TASK TO CARRY OUT – Quote the material below exactly as written, from the first line to the line that holds "adapters. Unlike gzip", endpoints included.

*** SUPPLIED INFORMATION Section Begins ***

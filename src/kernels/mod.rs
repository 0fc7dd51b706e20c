// In: src/kernels/mod.rs

//! This module contains the pure, stateless kernels that move file bytes
//! through each supported codec. Every kernel exposes the same `encode` /
//! `decode` pair over generic `Read` / `Write` endpoints, so the orchestrator
//! can dispatch on a `CompressionMethod` without caring which crate does the
//! entropy coding underneath.

use std::io::{self, Read, Write};

use crate::error::FilepressError;

pub mod bz2;
pub mod gzip;
pub mod lzma;
pub mod zlib;

/// Copy-buffer size for the decode loop.
const COPY_BUF_LEN: usize = 64 * 1024;

/// Drains a decoder into `output`, keeping decoder failures and plain write
/// failures apart: bytes that fail to *decode* become a `Decode` error tagged
/// with the method name, while a failure to *write* the already-decoded bytes
/// stays a plain `Io` error.
///
/// Returns the number of decompressed bytes written.
pub(crate) fn drain_decoder<R: Read, W: Write>(
    method: &'static str,
    decoder: &mut R,
    output: &mut W,
) -> Result<u64, FilepressError> {
    let mut buf = [0u8; COPY_BUF_LEN];
    let mut written: u64 = 0;
    loop {
        let n = match decoder.read(&mut buf) {
            Ok(0) => break,
            Ok(n) => n,
            Err(ref e) if e.kind() == io::ErrorKind::Interrupted => continue,
            Err(e) => return Err(FilepressError::classify_decode(method, e)),
        };
        output.write_all(&buf[..n]).map_err(FilepressError::Io)?;
        written += n as u64;
    }
    Ok(written)
}
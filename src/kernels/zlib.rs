// In: src/kernels/zlib.rs

//! Streaming raw zlib (RFC 1950) compression and decompression.
//!
//! A safe wrapper around the `flate2` crate's zlib adapters. Unlike gzip
//! there is no file header or member framing here, just the 2-byte zlib
//! header, the DEFLATE body, and the Adler-32 trailer. The output bytes are
//! identical to a one-shot `zlib.compress` of the same input at the same
//! level; only the memory profile differs.

use std::io::{self, Read, Write};

use flate2::read::ZlibDecoder;
use flate2::write::ZlibEncoder;
use flate2::Compression;

use crate::error::FilepressError;
use crate::kernels::drain_decoder;

/// Compresses `input` into `output` as a raw zlib stream at the given level (1-9).
///
/// Returns the number of uncompressed bytes consumed.
pub fn encode<R: Read, W: Write>(
    input: &mut R,
    output: W,
    level: u32,
) -> Result<u64, FilepressError> {
    let mut encoder = ZlibEncoder::new(output, Compression::new(level));
    let consumed = io::copy(input, &mut encoder)?;
    encoder.finish()?;
    Ok(consumed)
}

/// Decompresses a raw zlib stream from `input` into `output`.
///
/// Returns the number of decompressed bytes written.
pub fn decode<R: Read, W: Write>(input: R, output: &mut W) -> Result<u64, FilepressError> {
    let mut decoder = ZlibDecoder::new(input);
    drain_decoder("zlib", &mut decoder, output)
}

#[cfg(test)]
mod tests {
    use super::*;
    use std::io::Cursor;

    #[test]
    fn test_zlib_roundtrip_simple_text() {
        let original = b"hello world, this is a test of zlib compression. hello world.".to_vec();

        let mut compressed = Vec::new();
        encode(&mut Cursor::new(&original), &mut compressed, 6).unwrap();

        let mut decompressed = Vec::new();
        decode(Cursor::new(&compressed), &mut decompressed).unwrap();

        assert_eq!(original, decompressed);
    }

    #[test]
    fn test_zlib_roundtrip_highly_compressible_data() {
        let original = vec![42u8; 10_000];

        let mut compressed = Vec::new();
        encode(&mut Cursor::new(&original), &mut compressed, 9).unwrap();

        assert!(compressed.len() < 100);

        let mut decompressed = Vec::new();
        decode(Cursor::new(&compressed), &mut decompressed).unwrap();

        assert_eq!(original, decompressed);
    }

    #[test]
    fn test_zlib_decode_invalid_data() {
        // 0xFF 0xFF is not a valid zlib header.
        let invalid = vec![0xFFu8, 0xFF, 1, 2, 3];

        let mut out = Vec::new();
        let result = decode(Cursor::new(&invalid), &mut out);

        assert!(matches!(
            result,
            Err(FilepressError::Decode { method: "zlib", .. })
        ));
    }
}
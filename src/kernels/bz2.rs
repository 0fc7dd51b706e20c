// In: src/kernels/bz2.rs

//! Streaming bzip2 compression and decompression.
//!
//! A safe wrapper around the `bzip2` crate's stream adapters. Same shape as
//! the gzip kernel: one buffered pass, memory bounded by the copy buffer.

use std::io::{self, Read, Write};

use bzip2::read::MultiBzDecoder;
use bzip2::write::BzEncoder;
use bzip2::Compression;

use crate::error::FilepressError;
use crate::kernels::drain_decoder;

/// Compresses `input` into `output` as a bzip2 stream at the given level (1-9).
///
/// Returns the number of uncompressed bytes consumed.
pub fn encode<R: Read, W: Write>(
    input: &mut R,
    output: W,
    level: u32,
) -> Result<u64, FilepressError> {
    let mut encoder = BzEncoder::new(output, Compression::new(level));
    let consumed = io::copy(input, &mut encoder)?;
    encoder.finish()?;
    Ok(consumed)
}

/// Decompresses a bzip2 stream from `input` into `output`.
///
/// Returns the number of decompressed bytes written.
pub fn decode<R: Read, W: Write>(input: R, output: &mut W) -> Result<u64, FilepressError> {
    let mut decoder = MultiBzDecoder::new(input);
    drain_decoder("bz2", &mut decoder, output)
}

#[cfg(test)]
mod tests {
    use super::*;
    use std::io::Cursor;

    #[test]
    fn test_bz2_roundtrip_simple_text() {
        let original = b"hello world, this is a test of bzip2 compression. hello world.".to_vec();

        let mut compressed = Vec::new();
        encode(&mut Cursor::new(&original), &mut compressed, 6).unwrap();

        let mut decompressed = Vec::new();
        decode(Cursor::new(&compressed), &mut decompressed).unwrap();

        assert_eq!(original, decompressed);
    }

    #[test]
    fn test_bz2_roundtrip_highly_compressible_data() {
        let original = vec![42u8; 10_000];

        let mut compressed = Vec::new();
        encode(&mut Cursor::new(&original), &mut compressed, 9).unwrap();

        assert!(compressed.len() < original.len());

        let mut decompressed = Vec::new();
        decode(Cursor::new(&compressed), &mut decompressed).unwrap();

        assert_eq!(original, decompressed);
    }

    #[test]
    fn test_bz2_decode_invalid_data() {
        // Missing the "BZh" magic.
        let invalid = vec![0u8; 16];

        let mut out = Vec::new();
        let result = decode(Cursor::new(&invalid), &mut out);

        assert!(matches!(
            result,
            Err(FilepressError::Decode { method: "bz2", .. })
        ));
    }
}
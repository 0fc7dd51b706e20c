// In: src/kernels/gzip.rs

//! Streaming gzip (RFC 1952) compression and decompression.
//!
//! This kernel is a safe wrapper around the `flate2` crate's gzip adapters.
//! Bytes flow from the input reader through the encoder/decoder into the
//! output writer in a single buffered pass, so memory stays bounded by the
//! copy buffer rather than the file size.

use std::io::{self, Read, Write};

use flate2::read::MultiGzDecoder;
use flate2::write::GzEncoder;
use flate2::Compression;

use crate::error::FilepressError;
use crate::kernels::drain_decoder;

/// Compresses `input` into `output` as a gzip stream at the given level (1-9).
///
/// Returns the number of uncompressed bytes consumed.
pub fn encode<R: Read, W: Write>(
    input: &mut R,
    output: W,
    level: u32,
) -> Result<u64, FilepressError> {
    let mut encoder = GzEncoder::new(output, Compression::new(level));
    let consumed = io::copy(input, &mut encoder)?;
    // `finish` flushes the final DEFLATE block and the CRC trailer.
    encoder.finish()?;
    Ok(consumed)
}

/// Decompresses a gzip stream from `input` into `output`.
///
/// Uses the multi-member decoder so concatenated gzip files decode in full.
/// Returns the number of decompressed bytes written.
pub fn decode<R: Read, W: Write>(input: R, output: &mut W) -> Result<u64, FilepressError> {
    let mut decoder = MultiGzDecoder::new(input);
    drain_decoder("gzip", &mut decoder, output)
}
// In: src/error.rs

//! This module defines the single, unified error type for the entire filepress
//! library. It uses the `thiserror` crate to provide ergonomic, context-aware
//! error handling.

use std::io;
use std::path::PathBuf;
use thiserror::Error;

#[derive(Error, Debug)]
pub enum FilepressError {
    // =========================================================================
    // === High-Level, Semantic Errors (Specific to our library's logic)
    // =========================================================================
    #[error("Input file not found: {}", .0.display())]
    FileNotFound(PathBuf),

    #[error("Unsupported compression method: {0}")]
    UnsupportedMethod(String),

    #[error("Cannot detect compression method from file: {}", .0.display())]
    UnrecognizedExtension(PathBuf),

    // =========================================================================
    // === Codec & I/O Errors
    // =========================================================================
    /// The codec rejected the compressed stream (corrupt data, or a file whose
    /// extension does not match its actual encoding).
    #[error("{method} decode failed: {source}")]
    Decode {
        method: &'static str,
        #[source]
        source: io::Error,
    },

    /// An error originating from the underlying I/O subsystem (e.g., permission
    /// denied, disk full).
    #[error("I/O error: {0}")]
    Io(#[from] io::Error),
}

impl FilepressError {
    /// Splits an `io::Error` raised while pulling bytes through a decoder into
    /// a decode failure or a genuine I/O failure. flate2 reports malformed
    /// streams as `InvalidData` / `InvalidInput`, bzip2 as `InvalidInput`,
    /// and xz2 wraps its stream errors with the `Other` kind; filesystem
    /// errors keep their specific kinds and stay `Io`.
    pub(crate) fn classify_decode(method: &'static str, source: io::Error) -> Self {
        match source.kind() {
            io::ErrorKind::InvalidData
            | io::ErrorKind::InvalidInput
            | io::ErrorKind::UnexpectedEof
            | io::ErrorKind::Other => FilepressError::Decode { method, source },
            _ => FilepressError::Io(source),
        }
    }
}
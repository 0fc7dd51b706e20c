// In: src/kernels/lzma.rs

//! Streaming LZMA compression and decompression in the xz container format.
//!
//! A safe wrapper around the `xz2` crate (liblzma bindings). Files produced
//! here are standard `.xz` streams, byte-compatible with the `xz` tool.

use std::io::{self, Read, Write};

use xz2::read::XzDecoder;
use xz2::write::XzEncoder;

use crate::error::FilepressError;
use crate::kernels::drain_decoder;

/// Compresses `input` into `output` as an xz stream at the given preset (1-9).
///
/// Returns the number of uncompressed bytes consumed.
pub fn encode<R: Read, W: Write>(
    input: &mut R,
    output: W,
    level: u32,
) -> Result<u64, FilepressError> {
    let mut encoder = XzEncoder::new(output, level);
    let consumed = io::copy(input, &mut encoder)?;
    encoder.finish()?;
    Ok(consumed)
}

/// Decompresses an xz stream from `input` into `output`.
///
/// Returns the number of decompressed bytes written.
pub fn decode<R: Read, W: Write>(input: R, output: &mut W) -> Result<u64, FilepressError> {
    let mut decoder = XzDecoder::new(input);
    drain_decoder("lzma", &mut decoder, output)
}

#[cfg(test)]
mod tests {
    use super::*;
    use std::io::Cursor;

    #[test]
    fn test_lzma_roundtrip_simple_text() {
        let original = b"hello world, this is a test of xz compression. hello world.".to_vec();

        let mut compressed = Vec::new();
        encode(&mut Cursor::new(&original), &mut compressed, 6).unwrap();

        let mut decompressed = Vec::new();
        decode(Cursor::new(&compressed), &mut decompressed).unwrap();

        assert_eq!(original, decompressed);
    }

    #[test]
    fn test_lzma_roundtrip_highly_compressible_data() {
        let original = vec![42u8; 10_000];

        let mut compressed = Vec::new();
        encode(&mut Cursor::new(&original), &mut compressed, 9).unwrap();

        assert!(compressed.len() < original.len());

        let mut decompressed = Vec::new();
        decode(Cursor::new(&compressed), &mut decompressed).unwrap();

        assert_eq!(original, decompressed);
    }

    #[test]
    fn test_lzma_decode_invalid_data() {
        // Not an xz stream: wrong magic bytes.
        let invalid = vec![9u8, 8, 7, 6, 5, 4];

        let mut out = Vec::new();
        let result = decode(Cursor::new(&invalid), &mut out);

        assert!(matches!(
            result,
            Err(FilepressError::Decode { method: "lzma", .. })
        ));
    }
}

*** SUPPLIED INFORMATION Section Ends ***

WRITTEN SOLUTION –
filename src/kernels/mod.rs
repository 0fc7dd51b706e20c
// In: src/kernels/mod.rs

//! This module contains the pure, stateless kernels that move file bytes
//! through each supported codec. Every kernel exposes the same `encode` /
//! `decode` pair over generic `Read` / `Write` endpoints, so the orchestrator
//! can dispatch on a `CompressionMethod` without caring which crate does the
//! entropy coding underneath.

use std::io::{self, Read, Write};

use crate::error::FilepressError;

pub mod bz2;
pub mod gzip;
pub mod lzma;
pub mod zlib;

/// Copy-buffer size for the decode loop.
const COPY_BUF_LEN: usize = 64 * 1024;

/// Drains a decoder into `output`, keeping decoder failures and plain write
/// failures apart: bytes that fail to *decode* become a `Decode` error tagged
/// with the method name, while a failure to *write* the already-decoded bytes
/// stays a plain `Io` error.
///
/// Returns the number of decompressed bytes written.
pub(crate) fn drain_decoder<R: Read, W: Write>(
    method: &'static str,
    decoder: &mut R,
    output: &mut W,
) -> Result<u64, FilepressError> {
    let mut buf = [0u8; COPY_BUF_LEN];
    let mut written: u64 = 0;
    loop {
        let n = match decoder.read(&mut buf) {
            Ok(0) => break,
            Ok(n) => n,
            Err(ref e) if e.kind() == io::ErrorKind::Interrupted => continue,
            Err(e) => return Err(FilepressError::classify_decode(method, e)),
        };
        output.write_all(&buf[..n]).map_err(FilepressError::Io)?;
        written += n as u64;
    }
    Ok(written)
}
filename src/kernels/zlib.rs
// In: src/kernels/zlib.rs

//! Streaming raw zlib (RFC 1950) compression and decompression.
//!
//! A safe wrapper around the `flate2` crate's zlib adapters. Unlike gzip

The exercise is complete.